Dean and the BCRC’s latest ill-conceived committee activity is a recall petition drive against members of the current Board of Supervisors. State law allows for citizens to petition the Circuit Court of the county for a recall with 10 percent of registered voters’ signatures in the affected supervisor’s district. Unfortunately for Dean and his perpetually angry supporters, the law also requires that the supervisor in question has clearly neglected some specific duty of the office of supervisor with a clear “material adverse effect.” Or that the person has committed some serious crime.

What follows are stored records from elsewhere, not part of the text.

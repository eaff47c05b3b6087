use wgpu::util::{DeviceExt, TextureDataOrder};

use crate::loader::DecodedSlide;

use super::context::SurfaceColorSpace;

/// GPU copy of one slide image plus the sampler used to read it.
pub(crate) struct SlideTexture {
    _texture: wgpu::Texture,
    pub view: wgpu::TextureView,
    pub sampler: wgpu::Sampler,
    pub native_size: [u32; 2],
}

impl SlideTexture {
    pub(crate) fn upload(
        device: &wgpu::Device,
        queue: &wgpu::Queue,
        slide: &DecodedSlide,
        color_space: SurfaceColorSpace,
    ) -> Self {
        let label = format!("slide texture #{}", slide.index);
        Self::from_rgba(
            device,
            queue,
            &label,
            [slide.width, slide.height],
            &slide.rgba,
            color_space,
        )
    }

    /// Opaque black 1x1 texture bound while no slide is resident.
    pub(crate) fn placeholder(
        device: &wgpu::Device,
        queue: &wgpu::Queue,
        color_space: SurfaceColorSpace,
    ) -> Self {
        Self::from_rgba(
            device,
            queue,
            "slide placeholder",
            [1, 1],
            &[0, 0, 0, 255],
            color_space,
        )
    }

    fn from_rgba(
        device: &wgpu::Device,
        queue: &wgpu::Queue,
        label: &str,
        size: [u32; 2],
        rgba: &[u8],
        color_space: SurfaceColorSpace,
    ) -> Self {
        let texture = device.create_texture_with_data(
            queue,
            &wgpu::TextureDescriptor {
                label: Some(label),
                size: wgpu::Extent3d {
                    width: size[0],
                    height: size[1],
                    depth_or_array_layers: 1,
                },
                mip_level_count: 1,
                sample_count: 1,
                dimension: wgpu::TextureDimension::D2,
                format: color_space.texture_format(),
                usage: wgpu::TextureUsages::TEXTURE_BINDING | wgpu::TextureUsages::COPY_DST,
                view_formats: &[],
            },
            TextureDataOrder::LayerMajor,
            rgba,
        );
        let view = texture.create_view(&wgpu::TextureViewDescriptor::default());
        let sampler = device.create_sampler(&wgpu::SamplerDescriptor {
            label: Some(label),
            address_mode_u: wgpu::AddressMode::ClampToEdge,
            address_mode_v: wgpu::AddressMode::ClampToEdge,
            address_mode_w: wgpu::AddressMode::ClampToEdge,
            mag_filter: wgpu::FilterMode::Linear,
            min_filter: wgpu::FilterMode::Linear,
            mipmap_filter: wgpu::FilterMode::Nearest,
            ..Default::default()
        });
        Self {
            _texture: texture,
            view,
            sampler,
            native_size: size,
        }
    }
}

Disagreeing with Dean and his followers on how much to spend on county-needed services, or what the property tax rate should be to fund these services, is a policy difference with Dean, not a malfeasance of duty or a crime. The Circuit Court would certainly dismiss the petition as unfounded. Nonetheless, the BCRC will waste the committee’s time, the time of the voters it harasses for signatures, and the time of the Botetourt County Circuit Court. And, of course, it will cause a distraction for the Board of Supervisors as they try to govern the county.
Some of us had hoped that Jim Luddington, the BCRC vice chairman, would provide some adult supervision and a moderating influence. Alas, that is not the case. It now appears the majority of the county’s traditional Republicans and elected officials will have to put up with two years of a perpetual grievance mindset of the BCRC under Dean’s leadership, until the next party chairman canvas in 2026, assuming there is still a viable BCRC to hold a canvas by then.